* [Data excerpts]
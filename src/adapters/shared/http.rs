//! REST response handling shared by the connectors

use serde::de::DeserializeOwned;

use crate::adapters::errors::{ExchangeError, ExchangeResult};

/// Read a response body and parse it as JSON
///
/// Non-2xx statuses become `InvalidResponse` carrying the body; transport
/// errors while reading convert through `From<reqwest::Error>`.
pub async fn read_json<T: DeserializeOwned>(
    response: reqwest::Response,
    exchange: &str,
    what: &str,
) -> ExchangeResult<T> {
    let status = response.status();
    let body = response.text().await?;

    tracing::debug!(exchange = %exchange, request = %what, status = %status, body = %body, "REST response");

    if !status.is_success() {
        return Err(ExchangeError::InvalidResponse(format!(
            "{} failed ({} {}): {}",
            what,
            status.as_u16(),
            status,
            body
        )));
    }

    serde_json::from_str(&body).map_err(|e| {
        ExchangeError::InvalidResponse(format!("Failed to parse {}: {} - body: {}", what, e, body))
    })
}
//! Vest websocket session
//!
//! One SUBSCRIBE frame listing every channel, then JSON frames until the
//! connection drops. Vest expects an application-level `PING` request
//! rather than websocket ping frames and answers `{"data":"PONG"}`.

use std::sync::atomic::Ordering;
use std::time::Duration;

use futures_util::SinkExt;
use serde_json::{json, Value};
use tokio_tungstenite::tungstenite::Message;
use tokio_util::sync::CancellationToken;

use crate::adapters::errors::{ExchangeError, ExchangeResult};
use crate::adapters::shared::{
    connect_split, next_inbound, retry_with_backoff, Inbound, PingSchedule, ReconnectConfig, WsReader,
    WsWriter,
};
use crate::adapters::types::{current_time_ms, next_subscription_id, ConnectionHealth, ConnectionState};

use super::constants::HEARTBEAT_TIME_INTERVAL;
use super::types::VestWsMessage;

pub const RECONNECT_PAUSE: Duration = Duration::from_secs(5);

pub fn subscribe_message(channels: &[String]) -> Value {
    json!({
        "method": "SUBSCRIBE",
        "params": channels,
        "id": next_subscription_id()
    })
}

pub fn ping_message() -> Value {
    json!({"method": "PING", "params": [], "id": 0})
}

#[derive(Debug)]
pub enum SessionEnd {
    Cancelled,
    Dropped(ExchangeError),
}

/// Subscribe to `channels`, then hand every channel frame to `on_event`
pub async fn run_session<F>(
    mut writer: WsWriter,
    mut reader: WsReader,
    channels: &[String],
    health: &ConnectionHealth,
    cancel: &CancellationToken,
    mut on_event: F,
) -> SessionEnd
where
    F: FnMut(Value),
{
    let mut schedule = PingSchedule::new(HEARTBEAT_TIME_INTERVAL);

    if !channels.is_empty() {
        let subscribe = subscribe_message(channels);
        tracing::debug!(exchange = "vest", channels = ?channels, "Subscribing");
        if let Err(e) = writer.send(Message::Text(subscribe.to_string())).await {
            return SessionEnd::Dropped(ExchangeError::WebSocket(Box::new(e)));
        }
        schedule.mark_sent();
    }

    health.set_state(ConnectionState::Connected).await;
    health.reader_alive.store(true, Ordering::Relaxed);
    health.touch();

    let end = loop {
        let inbound = tokio::select! {
            _ = cancel.cancelled() => break SessionEnd::Cancelled,
            inbound = next_inbound(&mut reader, &schedule) => inbound,
        };

        match inbound {
            Ok(Inbound::PingDue) => {
                if let Err(e) = writer.send(Message::Text(ping_message().to_string())).await {
                    break SessionEnd::Dropped(ExchangeError::WebSocket(Box::new(e)));
                }
                tracing::trace!(exchange = "vest", "PING sent");
                schedule.mark_sent();
            }
            Ok(Inbound::Message(msg)) => {
                health.touch();
                match msg {
                    Message::Text(text) => match serde_json::from_str::<Value>(&text) {
                        Ok(value) => match VestWsMessage::classify(value) {
                            VestWsMessage::Pong => {
                                health.last_pong.store(current_time_ms(), Ordering::Relaxed);
                            }
                            VestWsMessage::Ack { id } => {
                                tracing::debug!(exchange = "vest", id = ?id, "Subscription confirmed");
                            }
                            VestWsMessage::Channel { channel, data } => {
                                on_event(json!({"channel": channel, "data": data}));
                            }
                            VestWsMessage::Other(value) => {
                                tracing::debug!(exchange = "vest", message = %value, "Unrouted WS message");
                            }
                        },
                        Err(e) => tracing::warn!(exchange = "vest", error = %e, message = %text, "Unparseable WS message"),
                    },
                    Message::Close(_) => {
                        break SessionEnd::Dropped(ExchangeError::ConnectionFailed("closed by server".into()));
                    }
                    _ => {}
                }
            }
            Err(e) => break SessionEnd::Dropped(e),
        }
    };

    health.reader_alive.store(false, Ordering::Relaxed);
    end
}

/// Public stream loop: connect to `url`, run a session, reconnect until cancelled
pub async fn listen_with_reconnect<S, F>(
    name: &str,
    url: &str,
    reconnect: &ReconnectConfig,
    health: &ConnectionHealth,
    cancel: &CancellationToken,
    mut channels: S,
    mut on_event: F,
) -> ExchangeResult<()>
where
    S: FnMut() -> Vec<String>,
    F: FnMut(Value),
{
    while !cancel.is_cancelled() {
        health.set_state(ConnectionState::Reconnecting).await;

        let connected = tokio::select! {
            _ = cancel.cancelled() => break,
            r = retry_with_backoff(reconnect, name, || connect_split(url)) => r,
        };

        match connected {
            Ok((writer, reader)) => {
                tracing::info!(exchange = "vest", stream = %name, "Connected");
                let subs = channels();
                match run_session(writer, reader, &subs, health, cancel, &mut on_event).await {
                    SessionEnd::Cancelled => break,
                    SessionEnd::Dropped(e) => {
                        tracing::warn!(exchange = "vest", stream = %name, error = %e, "Session dropped, reconnecting")
                    }
                }
            }
            Err(e) => tracing::error!(exchange = "vest", stream = %name, error = %e, "Unable to connect"),
        }

        health.set_state(ConnectionState::Disconnected).await;
        tokio::select! {
            _ = cancel.cancelled() => break,
            _ = tokio::time::sleep(RECONNECT_PAUSE) => {}
        }
    }

    health.set_state(ConnectionState::Disconnected).await;
    tracing::info!(exchange = "vest", stream = %name, "Listener stopped");
    Ok(())
}

#[cfg(test)]
mod tests {
    use super::*;

    #[test]
    fn test_frames() {
        let sub = subscribe_message(&["BTC-PERP@depth".to_string(), "tickers".to_string()]);
        assert_eq!(sub["method"], "SUBSCRIBE");
        assert_eq!(sub["params"][1], "tickers");
        assert!(sub["id"].as_u64().unwrap() > 0);

        let ping = ping_message();
        assert_eq!(ping, json!({"method": "PING", "params": [], "id": 0}));
    }

    #[tokio::test]
    async fn test_cancelled_listener_stops() {
        let cancel = CancellationToken::new();
        cancel.cancel();
        let health = ConnectionHealth::new();
        let result = listen_with_reconnect(
            "vest_test",
            "ws://127.0.0.1:1",
            &ReconnectConfig::default(),
            &health,
            &cancel,
            Vec::new,
            |_| {},
        )
        .await;
        assert!(result.is_ok());
        assert_eq!(*health.state.read().await, ConnectionState::Disconnected);
    }
}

* [What the task requires]
Copy each line containing the word "crate" from the data.

* [Your response]
use crate::adapters::errors::{ExchangeError, ExchangeResult};
use crate::adapters::errors::{ExchangeError, ExchangeResult};
use crate::adapters::shared::{
use crate::adapters::types::{current_time_ms, next_subscription_id, ConnectionHealth, ConnectionState};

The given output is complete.